**ABOUT THIS TASK**
What lines in the following entries hold the word "MismatchedClose"? Copy each one.

[Collected data]
● ● ●

//! Fixed-size worker pool fed by a bounded queue

use std::panic::{self, AssertUnwindSafe};
use std::thread::{self, JoinHandle};
use std::time::Instant;

use crossbeam::channel::{bounded, Sender};
use tracing::{debug, warn};

use crate::config::ConfigError;

pub(crate) type Job = Box<dyn FnOnce() + Send + 'static>;

/// Named worker threads draining a bounded job queue
///
/// `submit` blocks while the queue is full. A panicking job is logged and
/// dropped; its worker keeps serving the queue.
pub(crate) struct WorkerPool {
    name: &'static str,
    sender: Option<Sender<Job>>,
    workers: Vec<JoinHandle<()>>,
    join_on_drop: bool,
}

impl WorkerPool {
    /// Start `size` threads named `{name}-{i}` sharing a queue of `capacity` jobs
    pub fn new(name: &'static str, size: usize, capacity: usize) -> Result<Self, ConfigError> {
        let (sender, receiver) = bounded::<Job>(capacity);
        let mut workers = Vec::with_capacity(size);

        for worker_id in 0..size {
            let receiver = receiver.clone();
            let handle = thread::Builder::new()
                .name(format!("{name}-{worker_id}"))
                .spawn(move || {
                    for job in receiver.iter() {
                        if panic::catch_unwind(AssertUnwindSafe(job)).is_err() {
                            warn!(pool = name, worker_id, "pooled job panicked");
                        }
                    }
                    debug!(pool = name, worker_id, "worker stopped");
                })
                .map_err(ConfigError::WorkerSpawn)?;
            workers.push(handle);
        }

        debug!(pool = name, size, capacity, "worker pool started");
        Ok(Self {
            name,
            sender: Some(sender),
            workers,
            join_on_drop: true,
        })
    }

    /// Let workers finish on their own instead of joining them on drop
    ///
    /// For pools running caller-supplied code that may never return.
    pub fn detached(mut self) -> Self {
        self.join_on_drop = false;
        self
    }

    /// Queue a job, waiting for room if the queue is full
    ///
    /// Returns `false` if the pool is shutting down and the job was dropped.
    pub fn submit(&self, job: Job) -> bool {
        match &self.sender {
            Some(sender) => sender.send(job).is_ok(),
            None => false,
        }
    }

    /// Queue a job unless the queue stays full until `deadline`
    ///
    /// Returns `false` when the job was not queued.
    pub fn submit_before(&self, job: Job, deadline: Instant) -> bool {
        match &self.sender {
            Some(sender) => sender.send_deadline(job, deadline).is_ok(),
            None => false,
        }
    }

    pub fn size(&self) -> usize {
        self.workers.len()
    }
}

impl Drop for WorkerPool {
    fn drop(&mut self) {
        // Closing the queue ends each worker's receive loop once it drains.
        self.sender.take();
        if !self.join_on_drop {
            debug!(pool = self.name, "worker pool detached");
            return;
        }
        for handle in self.workers.drain(..) {
            let _ = handle.join();
        }
    }
}
//! Error types for template compilation

use ariadne::{Color, Label, Report, ReportKind, Source};
use thiserror::Error;

use crate::compiler::{BlockKind, Span};

#[derive(Error, Debug, Clone, PartialEq, Eq)]
pub enum CompileError {
    #[error("unterminated tag at byte {offset}")]
    UnterminatedTag { offset: usize, token: String },

    #[error("empty tag '{token}' at byte {offset}")]
    EmptyTag { offset: usize, token: String },

    #[error("invalid variable name in '{token}' at byte {offset}")]
    InvalidVariable { offset: usize, token: String },

    #[error("unknown block '{token}' at byte {offset}")]
    UnknownBlock { offset: usize, token: String },

    #[error("unexpected '{token}' at byte {offset}: no open block")]
    UnmatchedClose { offset: usize, token: String },

    #[error("mismatched '{token}' at byte {offset}: expected /{expected} for block opened at byte {opened_at}")]
    MismatchedClose {
        offset: usize,
        token: String,
        expected: BlockKind,
        opened_at: usize,
    },

    #[error("unclosed '{token}' opened at byte {offset}")]
    UnclosedBlock { offset: usize, token: String },

    #[error("misplaced '{token}' at byte {offset}")]
    MisplacedElse { offset: usize, token: String },

    #[error("'{token}' at byte {offset} nests blocks deeper than {max}")]
    NestingTooDeep {
        offset: usize,
        token: String,
        max: usize,
    },

    #[error("compilation deadline exceeded at byte {offset}")]
    DeadlineExceeded { offset: usize },
}

impl CompileError {
    /// Byte offset of the offending token
    pub fn offset(&self) -> usize {
        match self {
            Self::UnterminatedTag { offset, .. }
            | Self::EmptyTag { offset, .. }
            | Self::InvalidVariable { offset, .. }
            | Self::UnknownBlock { offset, .. }
            | Self::UnmatchedClose { offset, .. }
            | Self::MismatchedClose { offset, .. }
            | Self::UnclosedBlock { offset, .. }
            | Self::MisplacedElse { offset, .. }
            | Self::NestingTooDeep { offset, .. }
            | Self::DeadlineExceeded { offset } => *offset,
        }
    }

    /// The offending token text, if the error is tied to one
    pub fn token(&self) -> Option<&str> {
        match self {
            Self::UnterminatedTag { token, .. }
            | Self::EmptyTag { token, .. }
            | Self::InvalidVariable { token, .. }
            | Self::UnknownBlock { token, .. }
            | Self::UnmatchedClose { token, .. }
            | Self::MismatchedClose { token, .. }
            | Self::UnclosedBlock { token, .. }
            | Self::MisplacedElse { token, .. }
            | Self::NestingTooDeep { token, .. } => Some(token),
            Self::DeadlineExceeded { .. } => None,
        }
    }

    /// Source span of the offending token
    pub fn span(&self) -> Span {
        let start = self.offset();
        start..start + self.token().map_or(0, str::len)
    }

    /// Whether the error comes from the template text rather than a resource bound
    pub fn is_syntax(&self) -> bool {
        !matches!(self, Self::DeadlineExceeded { .. })
    }

    /// Format the error with source context using ariadne
    pub fn format(&self, source: &str, filename: &str) -> String {
        let mut buf = Vec::new();
        let span = self.span();
        let message = self.to_string();

        let written = Report::build(ReportKind::Error, filename, span.start)
            .with_message(&message)
            .with_label(
                Label::new((filename, span))
                    .with_message(&message)
                    .with_color(Color::Red),
            )
            .finish()
            .write((filename, Source::from(source)), &mut buf);

        match written {
            Ok(()) => String::from_utf8_lossy(&buf).into_owned(),
            Err(_) => message,
        }
    }
}

#[cfg(test)]
mod tests {
    use super::*;

    #[test]
    fn test_offset_and_token_accessors() {
        let err = CompileError::UnmatchedClose {
            offset: 9,
            token: "{{/each}}".to_string(),
        };
        assert_eq!(err.offset(), 9);
        assert_eq!(err.token(), Some("{{/each}}"));
        assert_eq!(err.span(), 9..18);
        assert!(err.is_syntax());
    }

    #[test]
    fn test_deadline_is_not_syntax() {
        let err = CompileError::DeadlineExceeded { offset: 4 };
        assert_eq!(err.token(), None);
        assert_eq!(err.span(), 4..4);
        assert!(!err.is_syntax());
    }

    #[test]
    fn test_nesting_too_deep_is_syntax() {
        let err = CompileError::NestingTooDeep {
            offset: 12,
            token: "{{#if a}}".to_string(),
            max: 256,
        };
        assert!(err.is_syntax());
        assert_eq!(err.span(), 12..21);
        insta::assert_snapshot!(
            err.to_string(),
            @"'{{#if a}}' at byte 12 nests blocks deeper than 256"
        );
    }

    #[test]
    fn test_mismatched_close_display() {
        let err = CompileError::MismatchedClose {
            offset: 9,
            token: "{{/each}}".to_string(),
            expected: BlockKind::If,
            opened_at: 0,
        };
        insta::assert_snapshot!(
            err.to_string(),
            @"mismatched '{{/each}}' at byte 9: expected /if for block opened at byte 0"
        );
    }

    #[test]
    fn test_format_includes_source_context() {
        let source = "{{#if a}}{{/each}}";
        let err = CompileError::MismatchedClose {
            offset: 9,
            token: "{{/each}}".to_string(),
            expected: BlockKind::If,
            opened_at: 0,
        };
        let report = err.format(source, "report.tmpl");
        assert!(report.contains("report.tmpl"));
        assert!(report.contains("mismatched"));
    }
}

● ● ●

**OUTPUT BELOW**
    MismatchedClose {
            | Self::MismatchedClose { offset, .. }
            | Self::MismatchedClose { token, .. }
        let err = CompileError::MismatchedClose {
        let err = CompileError::MismatchedClose {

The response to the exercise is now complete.